How to manage health care costs in retirement
Gone are the days when retirement meant a lifelong pension and health care. Even some current retirees who were promised these things are having the rug pulled out from under them when their former employers find that they can no longer afford to insure them. So when it comes to your health care in retirement, it pays to plan ahead and not count on your employer. Here is what you need to know about staying healthy (and financially stable) after retirement:
Hang in there until Medicare kicks in
If you can hold off on retirement until age 65, you'll have a leg up on health care costs, since you'll then be eligible for Medicare, the federal health insurance program for seniors over 65 and the disabled. While all the rules and regulations for Medicare are dizzyingly complex, here is a basic breakdown of the four types of Medicare:
Medicare Part A covers seniors who need to be hospitalized. As long as you have paid into Social Security for at least ten years, you pay no premiums for using Part A.
Medicare Part B covers doctor visits and some outpatient needs, such as physical therapy and medical equipment. Some preventive care is also covered under Part B. Seniors using Part B must pay a monthly premium of around $100, although the premiums go up depending on their income.
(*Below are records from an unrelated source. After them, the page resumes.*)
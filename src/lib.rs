/*
Copyright 2025 Connor Nolan

Licensed under the Apache License, Version 2.0 (the "License");
you may not use this file except in compliance with the License.
You may obtain a copy of the License at

    http://www.apache.org/licenses/LICENSE-2.0

Unless required by applicable law or agreed to in writing, software
distributed under the License is distributed on an "AS IS" BASIS,
WITHOUT WARRANTIES OR CONDITIONS OF ANY KIND, either express or implied.
See the License for the specific language governing permissions and
limitations under the License.
*/

pub mod assembler;
pub mod ast;
pub mod errors;
pub mod file_reader;
pub mod parser;

use std::collections::HashSet;
use std::path::{Path, PathBuf};

use anyhow::{Context, Result};
use file_reader::FileReader;

extern crate pest;
extern crate pest_derive;

/// Assembles `source_path` (and anything it `.INCLUDE`s) into a flat ROM
/// image plus the final label table, for a caller that wants symbol
/// information alongside the bytes (e.g. a `.sym` dump).
pub fn assemble_with_labels<F: FileReader>(
    source_path: &Path,
    reader: &F,
) -> Result<assembler::AssembleOutput> {
    let mut include_stack: HashSet<PathBuf> = HashSet::new();
    let lines = parser::parse_source_recursive(source_path, &mut include_stack, reader)
        .context("failed during parsing")?;

    let output = assembler::assemble(&lines).context("failed during assembly")?;

    Ok(output)
}

/// Assembles `source_path` into a flat ROM image.
pub fn assemble<F: FileReader>(source_path: &Path, reader: &F) -> Result<Vec<u8>> {
    Ok(assemble_with_labels(source_path, reader)?.rom)
}
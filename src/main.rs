/*
Copyright 2025 Connor Nolan

Licensed under the Apache License, Version 2.0 (the "License");
you may not use this file except in compliance with the License.
You may obtain a copy of the License at

    http://www.apache.org/licenses/LICENSE-2.0

Unless required by applicable law or agreed to in writing, software
distributed under the License is distributed on an "AS IS" BASIS,
WITHOUT WARRANTIES OR CONDITIONS OF ANY KIND, either express or implied.
See the License for the specific language governing permissions and
limitations under the License.
*/

use anyhow::{Context, Result};
use clap::Parser as ClapParser;
use lr35902asm::assemble_with_labels;
use lr35902asm::file_reader::AsmFileReader;
use std::collections::BTreeMap;
use std::fs;
use std::path::{Path, PathBuf};

#[derive(ClapParser)]
#[clap(version = "0.1.0", author = "Connor Nolan")]
struct Opts {
    /// Source file to assemble. `.INCLUDE`d files are resolved relative to
    /// whichever file names them.
    #[clap(short, long)]
    input: PathBuf,
    /// Where to write the assembled ROM image.
    #[clap(short, long)]
    output: PathBuf,
    /// Also write a `.sym` file next to `output` mapping every label to its
    /// flat ROM offset, sorted by address.
    #[clap(short, long)]
    symbols: bool,
}

fn main() -> Result<()> {
    let opts: Opts = Opts::parse();
    let reader = AsmFileReader;
    let input_path: &Path = Path::new(&opts.input);

    let result = assemble_with_labels(input_path, &reader)?;

    fs::write(&opts.output, &result.rom)
        .with_context(|| format!("failed to write {}", opts.output.display()))?;

    if opts.symbols {
        let sym_path = opts.output.with_extension("sym");
        let by_address: BTreeMap<u32, String> = result
            .labels
            .into_iter()
            .map(|(name, addr)| (addr, name))
            .collect();
        let json = serde_json::to_string_pretty(&by_address)
            .context("failed to serialize the symbol table")?;
        fs::write(&sym_path, json).with_context(|| format!("failed to write {}", sym_path.display()))?;
    }

    println!(
        "Assembled {} to {} ({} bytes)",
        opts.input.display(),
        opts.output.display(),
        result.rom.len()
    );

    Ok(())
}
Take special care to enroll for Medicare Part B when you are eligible because there's a stiff penalty for not doing so. For each 12 month period you delay, the premiums go up 10% for the rest of your life if you ever sign up. One of my aunts mistakenly thought she could save some money by waiting 3 years after she became eligible before she signed up. Big mistake. Not only did she not have coverage and paid all her checkups out of pocket for 3 years, but her premiums are also now 30% more than what she would've been paying and that penalty will continue for the rest of her life.
Medicare Part C is also referred to as Medicare Advantage. Part C consists of private insurance plans that are run through Medicare. Basically, these plans offer additional coverage to what you get through Parts A and B. You will have to pay a monthly premium for Part C, which varies from state to state and insurer to insurer.
Medicare Part D is a separate policy that you purchase through a private insurer. This policy covers prescription drugs.
If you choose to retire early or are laid off from your job before age 65, find a way to continue your health insurance until you are eligible for Medicare. According to US News and World Report, "workers who retire before they qualify for Medicare at age 65 often face the steepest health care costs. According to a Towers Perrin survey, the average cost of premiums for employer-provided coverage for retirees under 65 is $13,308 a year. The typical early retiree is expected to pick up $6,960 of that tab."
If you are laid off, remember that you have the option of continuing on your employer's coverage through COBRA, which lasts 18 months after your termination date. Alternatively, you could join your spouse's health care plan or purchase an individual plan. You can also look for a plan in the Affordable Care Act Health Insurance Marketplace. The good news is that anyone who becomes unemployed qualifies for the Special Enrollment Period, which allows the participants to enroll or change their healthcare plan.
None of these options are cheap, but you may be able to get a higher subsidy in the case of the marketplace plans because your income is now projected to be lower. In any case, all of these options will help keep your retirement nest egg safe—rather than seeing it all eaten up by one medical emergency.
Consider a Health Savings Account (HSA)
An HSA can work much like an advanced version of retirement investment accounts: you contribute money on a pre-tax basis and grow tax-free. Withdrawals are also tax-free even if the account grows into the millions as long as you use the funds for medical costs. That's why you sometimes hear how HSAs are triple tax-free accounts.
Be careful if you use the funds for non-medical costs though. Any withdrawal from your HSA for non-medical costs will cost you in taxes, and withdrawal before age 65 costs you a 10% penalty as well. Unlike contributions to a Flexible Spending Account (FSA), the money you contribute to an HSA won't be lost if you don't use it by year-end. That's why you can put money in there and just let it accumulate until the time you need it.
There's one more caveat. To get the tax breaks on an HSA, you need to also be enrolled in a High Deductible Health Plan. This means that you will have to plan for paying for the deductible every year for even your routine medical needs.
The bottom line
These days, retirement planning needs to include specific plans for health care. Costs keep going up year after year and there are no signs of it relenting. One mishap can ruin your retirement. That's why you need to make sure you take the time to decide how you will handle your health care costs in retirement.
This information is provided by Voya for your education only; it is not intended as investment, insurance, or tax advice. All investments are subject to risk. Please consult the appropriate professional before making an investment or insurance decision.